I am starting to study algebraic groups and I came across the following statement: let $S=\mathrm{Res}_{\mathbb{C}/\mathbb{R}}(\mathbb{G}_{m,\mathbb{C}})$ be the restriction of scalars of the multiplicative group over $\mathbb{C}$. Then, there is a canonical map $w:\mathbb{G}_{m,\mathbb{R}}\to S$ which on real points is defined as the inclusion of $\mathbb{R}^\ast$ in $\mathbb{C}^\ast$.
I don’t understand how can we obtain a map of schemes/varieties by just defining it over the set of real points. Moreover, since $\mathbb{R}$ is not algebraically closed, the set of real points doesn’t necessarily equals the whole set of points of the underlying topological space and I can’t seem to understand how an extension to the whole space can be obtained.
I am not really experienced about these topics, so if you could provide some sort of reference to learn about it (and to get more comfortable working with these kind of statements), that would be very much appreciated.
Thanks in advance
Just to get this off the unanswered list.
Yes, it's not true that the functor from linear algebraic groups (or even reductive groups) over $\mathbb{R}$ to real Lie groups is full. For example, let $U(1)$ denote the algebraic group given by
$$U(1)=\mathrm{Spec}(\mathbb{R}[x,y]/(x^2+y^2+1))$$
with the obvious multiplication (one can think of this as the norm $1$ elements of $\mathsf{Res}_{\mathbb{C}/\mathbb{R}}\mathbb{G}_{m,\mathbb{C}}$ if you'd like). Then, $U(1)(\mathbb{R})\cong S^1$ as real Lie groups. Note then that the map
$$\mathrm{Hom}(\mathbb{G}_{m,\mathbb{R}},U(1))\to \mathrm{Hom}(\mathbb{G}_{m,\mathbb{R}}(\mathbb{R}),U(1)(\mathbb{R}))=\mathrm{Hom}(\mathbb{R}^\times,S^1)$$
is not surjective.
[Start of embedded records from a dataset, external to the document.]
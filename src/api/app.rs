//! 应用入口
//!
//! [`Kernel`] 为一个请求上下文完成一次完整启动：加载控制器与插件、排序、注册路由。
//! [`Application`] 按请求上下文缓存已启动的内核，并负责请求周期的边界：
//! 未匹配转换为 404，处理器错误转换为 500，发送前发布 `response.before_send`。
//!
//! # 示例
//!
//! ```rust,no_run
//! use cms_core::{Application, CmsConfig, ExtensionCatalog, Method};
//!
//! #[tokio::main]
//! async fn main() -> cms_core::Result<()> {
//!     let app = Application::builder()
//!         .config(CmsConfig::builder().root_dir("/srv/site").build())
//!         .catalog(ExtensionCatalog::with_builtins())
//!         .build()?;
//!
//!     let response = app.handle_target(Method::Get, "/api/system/status").await?;
//!     println!("{}", response.status);
//!     Ok(())
//! }
//! ```

use std::collections::HashMap;
use std::sync::Arc;

use chrono::{DateTime, Utc};
use serde_json::Value;
use tokio::sync::RwLock;
use tracing::{debug, error, info, instrument};

use crate::core::{AppContext, CmsConfig};
use crate::module::{
    ExtensionCatalog, ExtensionLoader, LoadedController, LoadedPlugin, ManifestStore,
};
use crate::router::{
    topics, DispatchOutcome, Dispatcher, Event, Method, NotificationBus, NotificationCallback,
    Request, RequestContext, Response,
};
use crate::utils::{CmsError, Result};

/// 外部订阅：在每个内核加载扩展之前注册到其通知总线
#[derive(Clone)]
pub struct BusSubscription {
    /// 订阅者
    pub subscriber: String,
    /// 主题
    pub topic: String,
    /// 优先级
    pub priority: i32,
    /// 回调
    pub callback: NotificationCallback,
}

impl std::fmt::Debug for BusSubscription {
    fn fmt(&self, f: &mut std::fmt::Formatter<'_>) -> std::fmt::Result {
        f.debug_struct("BusSubscription")
            .field("subscriber", &self.subscriber)
            .field("topic", &self.topic)
            .field("priority", &self.priority)
            .finish()
    }
}

/// 启动选项
#[derive(Debug, Clone, Default)]
pub struct LoadOptions {
    /// 忽略清单缓存，重新扫描
    pub clear_cache: bool,
    /// 外部订阅
    pub subscriptions: Vec<BusSubscription>,
}

impl LoadOptions {
    /// 强制重新扫描
    pub fn cleared() -> Self {
        Self {
            clear_cache: true,
            ..Default::default()
        }
    }
}

// ============================================================================
// 内核
// ============================================================================

/// 已启动的内核（单个请求上下文）
pub struct Kernel {
    ctx: AppContext,
    dispatcher: Dispatcher,
    loader: ExtensionLoader,
    booted_at: DateTime<Utc>,
}

impl Kernel {
    /// 启动
    ///
    /// 依次执行：外部订阅 → 加载控制器 → 加载插件 → 排序 → 注册路由。
    #[instrument(skip_all, fields(context = %context, clear_cache = options.clear_cache))]
    pub async fn boot(
        config: Arc<CmsConfig>,
        catalog: Arc<ExtensionCatalog>,
        context: RequestContext,
        options: LoadOptions,
    ) -> Result<Self> {
        let bus = NotificationBus::new();
        for sub in &options.subscriptions {
            bus.subscribe_arc(
                sub.subscriber.clone(),
                sub.topic.clone(),
                sub.priority,
                sub.callback.clone(),
            )
            .await;
        }

        let ctx = AppContext::with_bus(config, context, bus).await;
        let mut loader = ExtensionLoader::new(ctx.clone(), catalog);

        loader.load_controllers(options.clear_cache).await?;
        loader.load_plugins(options.clear_cache).await?;
        loader.sort_controllers();
        let routes = loader.register_routes().await?;

        info!(
            controllers = loader.controllers().len(),
            plugins = loader.plugins().len(),
            routes,
            "内核启动完成"
        );

        Ok(Self {
            dispatcher: ctx.dispatcher(),
            ctx,
            loader,
            booted_at: Utc::now(),
        })
    }

    /// 应用上下文
    pub fn context(&self) -> &AppContext {
        &self.ctx
    }

    /// 分发器
    pub fn dispatcher(&self) -> &Dispatcher {
        &self.dispatcher
    }

    /// 已加载的控制器（注册顺序）
    pub fn controllers(&self) -> &[LoadedController] {
        self.loader.controllers()
    }

    /// 已加载的插件
    pub fn plugins(&self) -> &[LoadedPlugin] {
        self.loader.plugins()
    }

    /// 启动时间
    pub fn booted_at(&self) -> DateTime<Utc> {
        self.booted_at
    }
}

impl std::fmt::Debug for Kernel {
    fn fmt(&self, f: &mut std::fmt::Formatter<'_>) -> std::fmt::Result {
        f.debug_struct("Kernel")
            .field("context", &self.ctx.context)
            .field("loader", &self.loader)
            .field("booted_at", &self.booted_at)
            .finish()
    }
}

// ============================================================================
// 应用
// ============================================================================

/// 应用
///
/// 每个请求上下文的内核只启动一次，后续请求复用。
pub struct Application {
    config: Arc<CmsConfig>,
    catalog: Arc<ExtensionCatalog>,
    subscriptions: Vec<BusSubscription>,
    kernels: RwLock<HashMap<RequestContext, Arc<Kernel>>>,
}

impl Application {
    /// 创建构建器
    pub fn builder() -> ApplicationBuilder {
        ApplicationBuilder::new()
    }

    /// 配置
    pub fn config(&self) -> &Arc<CmsConfig> {
        &self.config
    }

    /// 获取（必要时启动）指定上下文的内核
    pub async fn kernel(&self, context: RequestContext) -> Result<Arc<Kernel>> {
        if let Some(kernel) = self.kernels.read().await.get(&context) {
            return Ok(kernel.clone());
        }

        let mut kernels = self.kernels.write().await;
        if let Some(kernel) = kernels.get(&context) {
            return Ok(kernel.clone());
        }

        let kernel = Arc::new(self.boot(context, false).await?);
        kernels.insert(context, kernel.clone());
        Ok(kernel)
    }

    /// 忽略清单缓存重新启动指定上下文的内核
    pub async fn reboot(&self, context: RequestContext) -> Result<Arc<Kernel>> {
        let mut kernels = self.kernels.write().await;
        let kernel = Arc::new(self.boot(context, true).await?);
        kernels.insert(context, kernel.clone());
        info!(context = %context, "内核已重新启动");
        Ok(kernel)
    }

    /// 丢弃全部已启动的内核并删除清单缓存，下次请求时重新扫描
    pub async fn reload(&self) {
        self.kernels.write().await.clear();
        ManifestStore::from_config(&self.config).invalidate().await;
        info!("已清除全部内核与清单缓存");
    }

    /// 已启动的上下文
    pub async fn booted_contexts(&self) -> Vec<RequestContext> {
        let mut contexts: Vec<RequestContext> =
            self.kernels.read().await.keys().copied().collect();
        contexts.sort();
        contexts
    }

    async fn boot(&self, context: RequestContext, clear_cache: bool) -> Result<Kernel> {
        Kernel::boot(
            self.config.clone(),
            self.catalog.clone(),
            context,
            LoadOptions {
                clear_cache,
                subscriptions: self.subscriptions.clone(),
            },
        )
        .await
    }

    /// 处理请求
    ///
    /// 请求携带清缓存参数时先重新启动该上下文的内核。
    #[instrument(skip(self, request), fields(request_id = %request.request_id, method = %request.method, path = %request.path, context = %request.context))]
    pub async fn handle(&self, request: Request) -> Result<Response> {
        let context = request.context;
        let kernel = if request.has_query(&self.config.cache.clear_param) {
            self.reboot(context).await?
        } else {
            self.kernel(context).await?
        };

        let response = match kernel.dispatcher().dispatch(&request).await {
            Ok(DispatchOutcome::Matched { response, .. }) => response,
            Ok(DispatchOutcome::Unmatched) => {
                debug!("没有匹配的路由，返回 404");
                Response::not_found(context, request.method, &request.path)
            }
            Err(e) => {
                error!(error = %e, "处理器执行失败");
                let err = match e {
                    CmsError::HandlerFailed(_) => e,
                    other => CmsError::HandlerFailed(other.to_string()),
                };
                Response::from_error(context, &err)
            }
        };

        // HEAD 响应一律不带响应体
        let response = if request.method == Method::Head {
            response.without_body()
        } else {
            response
        };
        let response = response.with_header("x-request-id", request.request_id.clone());
        self.before_send(&kernel, response).await
    }

    /// 按路径前缀识别上下文后处理请求
    pub async fn handle_target(&self, method: Method, target: &str) -> Result<Response> {
        let request = Request::new(method, target).classify(&self.config.contexts);
        self.handle(request).await
    }

    async fn before_send(&self, kernel: &Kernel, response: Response) -> Result<Response> {
        let bus = &kernel.context().bus;
        if bus.subscriber_count(topics::RESPONSE_BEFORE_SEND).await == 0 {
            return Ok(response);
        }

        let mut event = Event::new(topics::RESPONSE_BEFORE_SEND, serde_json::to_value(&response)?);
        bus.publish(&mut event).await?;
        Ok(serde_json::from_value(event.data)?)
    }

    /// 组装会话数据：以 `base` 为初始数据发布 `auth.session_data`
    pub async fn session_data(&self, context: RequestContext, base: Value) -> Result<Value> {
        let kernel = self.kernel(context).await?;
        let event = kernel
            .context()
            .bus
            .notify(topics::AUTH_SESSION_DATA, base)
            .await?;
        Ok(event.data)
    }
}

impl std::fmt::Debug for Application {
    fn fmt(&self, f: &mut std::fmt::Formatter<'_>) -> std::fmt::Result {
        f.debug_struct("Application")
            .field("catalog", &self.catalog)
            .field("subscriptions", &self.subscriptions)
            .finish_non_exhaustive()
    }
}

/// 应用构建器
#[derive(Debug, Default)]
pub struct ApplicationBuilder {
    config: Option<CmsConfig>,
    catalog: Option<ExtensionCatalog>,
    subscriptions: Vec<BusSubscription>,
}

impl ApplicationBuilder {
    /// 创建构建器
    pub fn new() -> Self {
        Self::default()
    }

    /// 设置配置
    pub fn config(mut self, config: CmsConfig) -> Self {
        self.config = Some(config);
        self
    }

    /// 设置扩展目录
    pub fn catalog(mut self, catalog: ExtensionCatalog) -> Self {
        self.catalog = Some(catalog);
        self
    }

    /// 添加外部订阅
    pub fn subscribe<F>(
        mut self,
        subscriber: impl Into<String>,
        topic: impl Into<String>,
        priority: i32,
        callback: F,
    ) -> Self
    where
        F: Fn(&mut Event) -> Result<()> + Send + Sync + 'static,
    {
        self.subscriptions.push(BusSubscription {
            subscriber: subscriber.into(),
            topic: topic.into(),
            priority,
            callback: Arc::new(callback),
        });
        self
    }

    /// 构建应用（校验配置，不启动内核）
    pub fn build(self) -> Result<Application> {
        let config = self.config.unwrap_or_default();
        config.validate()?;

        Ok(Application {
            config: Arc::new(config),
            catalog: Arc::new(self.catalog.unwrap_or_else(ExtensionCatalog::with_builtins)),
            subscriptions: self.subscriptions,
            kernels: RwLock::new(HashMap::new()),
        })
    }
}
Indeed, every map $\mathbb{G}_{m,\mathbb{R}}\to U(1)$ is constant since the former is a split torus and the latter is an $\mathbb{R}$-anisotropic torus. That said, there is certainly a map of Lie groups
$$\mathbb{R}^\times\cong \mathbb{R}^{>0}\times \mathbb{Z}/2\mathbb{Z}\to \mathbb{R}^{>0}\cong \mathbb{R}\twoheadrightarrow \mathbb{R}/\mathbb{Z}\cong S^1$$
or more explicitly
$$x\mapsto \exp(2\pi i\log(|x|))$$
NB: This fully-faithfulness, and in fact equivalence, for $\mathbb{R}$-anisotropic groups to compact Lie groups is true. For example, see [Con, Theorem D.2.4].
That said, the map
$$\mathbb{G}_{m,\mathbb{R}}=\mathbb{R}^\times\hookrightarrow \mathbb{C}^\times=(\mathsf{Res}_{\mathbb{C}/\mathbb{R}}\mathbb{G}_{m,\mathbb{C}})(\mathbb{R})$$
can be made functorial, and thus algebraic. Namely, for every $\mathbb{R}$-algebra $R$ one has an inclusion of $R$-algebras
$$R\hookrightarrow R\otimes_\mathbb{R}\mathbb{C}$$
and thus an inclusion of groups
$$\mathbb{G}_{m,\mathbb{R}}(R)=R^\times\hookrightarrow (R\otimes_\mathbb{R}\mathbb{C})^\times=(\mathsf{Res}_{\mathbb{C}/\mathbb{R}}\mathbb{G}_{m,\mathbb{C}})(R)$$
Explicitly, one can model
$$\mathsf{Res}_{\mathbb{C}/\mathbb{R}}\mathbb{G}_{m,\mathbb{C}}=\left\{\begin{pmatrix}a & -b\\b & a\end{pmatrix}\right\}\subseteq \text{GL}_{2,\mathbb{R}}$$
and the map $\mathbb{G}_{m,\mathbb{R}}\to\text{GL}_{2,\mathbb{R}}$ is just the inclusion of the center of $\text{GL}_{2,\mathbb{R}}$ (the diagonal matrices).
[Con] Conrad, B., 2014. Reductive group schemes. Autour des schémas en groupes, 1, pp.93-444.